→ **Assignment**
Set down the full data below exactly as given, please.

----

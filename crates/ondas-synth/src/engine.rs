//! The per-sample synthesis tick.

use core::f32::consts::PI;
use libm::{exp2f, fabsf, sinf};
use ondas_core::{CvFrame, CvMode, Frame, NUM_HARMONICS, NUM_SAMPLES, SAMPLE_RATE, SynthState, Waveform};

/// The harmonic synthesis engine.
///
/// Stateless apart from the configured sample rate: the wavetable position
/// lives in [`SynthState`] so the control loop and the display can observe
/// it. One engine instance serves the whole instrument.
///
/// # Timing
///
/// [`tick`](Self::tick) must complete within one sample period
/// (1 ms at the reference 1 kHz rate). The body is two fixed-bound loops
/// over seven partials and four CV inputs with no branches that depend on
/// signal values, so its runtime is effectively constant.
///
/// # Example
///
/// ```rust
/// use ondas_core::{CvFrame, SynthState};
/// use ondas_synth::AudioEngine;
///
/// let state = SynthState::new();
/// let engine = AudioEngine::new();
/// let frame = engine.tick(&state, CvFrame::zero());
///
/// // Amplitudes default to fundamental-only; at sample index 0 the sine
/// // of phase zero is silent.
/// assert_eq!(frame.left, 0.0);
/// ```
#[derive(Debug, Clone)]
pub struct AudioEngine {
    sample_rate: f32,
}

impl AudioEngine {
    /// Creates an engine at the build-time sample rate.
    pub fn new() -> Self {
        Self::with_sample_rate(SAMPLE_RATE as f32)
    }

    /// Creates an engine at an explicit sample rate (tests, offline use).
    pub fn with_sample_rate(sample_rate: f32) -> Self {
        Self { sample_rate }
    }

    /// Configured sample rate in Hz.
    pub fn sample_rate(&self) -> f32 {
        self.sample_rate
    }

    /// Produces one output frame and advances the sample index.
    ///
    /// For each partial `i`:
    ///
    /// 1. start from `base_frequency · (i + 1)`;
    /// 2. add cross-modulation `Σ_j M[j][i] · amp[j]` — an additive
    ///    frequency offset, not phase modulation;
    /// 3. apply CV routing in CV-index order 0..3 (linear FM adds,
    ///    exponential FM and 1V/oct multiply, Amplitude scales `amp[i]`
    ///    in place);
    /// 4. evaluate the waveform and accumulate into the pan-weighted
    ///    left/right sums, the stereo sum, and the per-partial output.
    ///
    /// Saw, triangle, and pulse deliberately use the sample index as their
    /// phase, ignoring the computed frequency; only sine tracks it. The
    /// resulting partial-independent periodicity is part of the
    /// instrument's sound.
    #[inline]
    pub fn tick(&self, state: &SynthState, cv: CvFrame) -> Frame {
        let mut frame = Frame::silence();
        let index = state.sample_index();
        let base = state.base_frequency();
        let waveform = state.waveform();

        for i in 0..NUM_HARMONICS {
            let mut frequency = base * (i as f32 + 1.0);
            for j in 0..NUM_HARMONICS {
                frequency += state.modulation(j, i) * state.amplitude(j);
            }
            for (k, value) in cv.iter() {
                match state.cv_assignment(k) {
                    CvMode::None => {}
                    CvMode::LinFm => frequency += value * base,
                    CvMode::ExpFm => frequency *= exp2f(value),
                    CvMode::Amplitude => state.scale_amplitude(i, value),
                    CvMode::Pitch1VOct => frequency *= exp2f(value - 1.0),
                }
            }

            let sample = state.amplitude(i) * self.waveform_sample(waveform, index, frequency);
            let pan = state.pan(i);
            frame.left += sample * (1.0 - pan);
            frame.right += sample * pan;
            frame.stereo += sample;
            frame.wave[i] = sample;
        }

        state.advance_sample_index();
        frame
    }

    /// The frequency stage of [`tick`](Self::tick) for one partial:
    /// base, cross-modulation, and the frequency-affecting CV routings.
    ///
    /// Amplitude routing has no frequency effect and is not applied here,
    /// so this is a pure query — useful for instrumentation and tests.
    pub fn partial_frequency(&self, state: &SynthState, partial: usize, cv: &CvFrame) -> f32 {
        let base = state.base_frequency();
        let mut frequency = base * (partial as f32 + 1.0);
        for j in 0..NUM_HARMONICS {
            frequency += state.modulation(j, partial) * state.amplitude(j);
        }
        for (k, value) in cv.iter() {
            match state.cv_assignment(k) {
                CvMode::None | CvMode::Amplitude => {}
                CvMode::LinFm => frequency += value * base,
                CvMode::ExpFm => frequency *= exp2f(value),
                CvMode::Pitch1VOct => frequency *= exp2f(value - 1.0),
            }
        }
        frequency
    }

    #[inline]
    fn waveform_sample(&self, waveform: Waveform, index: usize, frequency: f32) -> f32 {
        let wrapped = index % NUM_SAMPLES;
        let phase = wrapped as f32 / NUM_SAMPLES as f32;
        match waveform {
            Waveform::Sine => sinf(2.0 * PI * (index as f32 * frequency / self.sample_rate)),
            Waveform::Saw => 2.0 * phase - 1.0,
            Waveform::Triangle => 2.0 * fabsf(2.0 * phase - 1.0) - 1.0,
            Waveform::Pulse => {
                if wrapped < NUM_SAMPLES / 2 {
                    1.0
                } else {
                    -1.0
                }
            }
        }
    }
}

impl Default for AudioEngine {
    fn default() -> Self {
        Self::new()
    }
}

----

→ **Reply to the exercise**
filename crates/ondas-synth/src/engine.rs
//! The per-sample synthesis tick.

use core::f32::consts::PI;
use libm::{exp2f, fabsf, sinf};
use ondas_core::{CvFrame, CvMode, Frame, NUM_HARMONICS, NUM_SAMPLES, SAMPLE_RATE, SynthState, Waveform};

/// The harmonic synthesis engine.
///
/// Stateless apart from the configured sample rate: the wavetable position
/// lives in [`SynthState`] so the control loop and the display can observe
/// it. One engine instance serves the whole instrument.
///
/// # Timing
///
/// [`tick`](Self::tick) must complete within one sample period
/// (1 ms at the reference 1 kHz rate). The body is two fixed-bound loops
/// over seven partials and four CV inputs with no branches that depend on
/// signal values, so its runtime is effectively constant.
///
/// # Example
///
/// ```rust
/// use ondas_core::{CvFrame, SynthState};
/// use ondas_synth::AudioEngine;
///
/// let state = SynthState::new();
/// let engine = AudioEngine::new();
/// let frame = engine.tick(&state, CvFrame::zero());
///
/// // Amplitudes default to fundamental-only; at sample index 0 the sine
/// // of phase zero is silent.
/// assert_eq!(frame.left, 0.0);
/// ```
#[derive(Debug, Clone)]
pub struct AudioEngine {
    sample_rate: f32,
}

impl AudioEngine {
    /// Creates an engine at the build-time sample rate.
    pub fn new() -> Self {
        Self::with_sample_rate(SAMPLE_RATE as f32)
    }

    /// Creates an engine at an explicit sample rate (tests, offline use).
    pub fn with_sample_rate(sample_rate: f32) -> Self {
        Self { sample_rate }
    }

    /// Configured sample rate in Hz.
    pub fn sample_rate(&self) -> f32 {
        self.sample_rate
    }

    /// Produces one output frame and advances the sample index.
    ///
    /// For each partial `i`:
    ///
    /// 1. start from `base_frequency · (i + 1)`;
    /// 2. add cross-modulation `Σ_j M[j][i] · amp[j]` — an additive
    ///    frequency offset, not phase modulation;
    /// 3. apply CV routing in CV-index order 0..3 (linear FM adds,
    ///    exponential FM and 1V/oct multiply, Amplitude scales `amp[i]`
    ///    in place);
    /// 4. evaluate the waveform and accumulate into the pan-weighted
    ///    left/right sums, the stereo sum, and the per-partial output.
    ///
    /// Saw, triangle, and pulse deliberately use the sample index as their
    /// phase, ignoring the computed frequency; only sine tracks it. The
    /// resulting partial-independent periodicity is part of the
    /// instrument's sound.
    #[inline]
    pub fn tick(&self, state: &SynthState, cv: CvFrame) -> Frame {
        let mut frame = Frame::silence();
        let index = state.sample_index();
        let base = state.base_frequency();
        let waveform = state.waveform();

        for i in 0..NUM_HARMONICS {
            let mut frequency = base * (i as f32 + 1.0);
            for j in 0..NUM_HARMONICS {
                frequency += state.modulation(j, i) * state.amplitude(j);
            }
            for (k, value) in cv.iter() {
                match state.cv_assignment(k) {
                    CvMode::None => {}
                    CvMode::LinFm => frequency += value * base,
                    CvMode::ExpFm => frequency *= exp2f(value),
                    CvMode::Amplitude => state.scale_amplitude(i, value),
                    CvMode::Pitch1VOct => frequency *= exp2f(value - 1.0),
                }
            }

            let sample = state.amplitude(i) * self.waveform_sample(waveform, index, frequency);
            let pan = state.pan(i);
            frame.left += sample * (1.0 - pan);
            frame.right += sample * pan;
            frame.stereo += sample;
            frame.wave[i] = sample;
        }

        state.advance_sample_index();
        frame
    }

    /// The frequency stage of [`tick`](Self::tick) for one partial:
    /// base, cross-modulation, and the frequency-affecting CV routings.
    ///
    /// Amplitude routing has no frequency effect and is not applied here,
    /// so this is a pure query — useful for instrumentation and tests.
    pub fn partial_frequency(&self, state: &SynthState, partial: usize, cv: &CvFrame) -> f32 {
        let base = state.base_frequency();
        let mut frequency = base * (partial as f32 + 1.0);
        for j in 0..NUM_HARMONICS {
            frequency += state.modulation(j, partial) * state.amplitude(j);
        }
        for (k, value) in cv.iter() {
            match state.cv_assignment(k) {
                CvMode::None | CvMode::Amplitude => {}
                CvMode::LinFm => frequency += value * base,
                CvMode::ExpFm => frequency *= exp2f(value),
                CvMode::Pitch1VOct => frequency *= exp2f(value - 1.0),
            }
        }
        frequency
    }

    #[inline]
    fn waveform_sample(&self, waveform: Waveform, index: usize, frequency: f32) -> f32 {
        let wrapped = index % NUM_SAMPLES;
        let phase = wrapped as f32 / NUM_SAMPLES as f32;
        match waveform {
            Waveform::Sine => sinf(2.0 * PI * (index as f32 * frequency / self.sample_rate)),
            Waveform::Saw => 2.0 * phase - 1.0,
            Waveform::Triangle => 2.0 * fabsf(2.0 * phase - 1.0) - 1.0,
            Waveform::Pulse => {
                if wrapped < NUM_SAMPLES / 2 {
                    1.0
                } else {
                    -1.0
                }
            }
        }
    }
}

impl Default for AudioEngine {
    fn default() -> Self {
        Self::new()
    }
}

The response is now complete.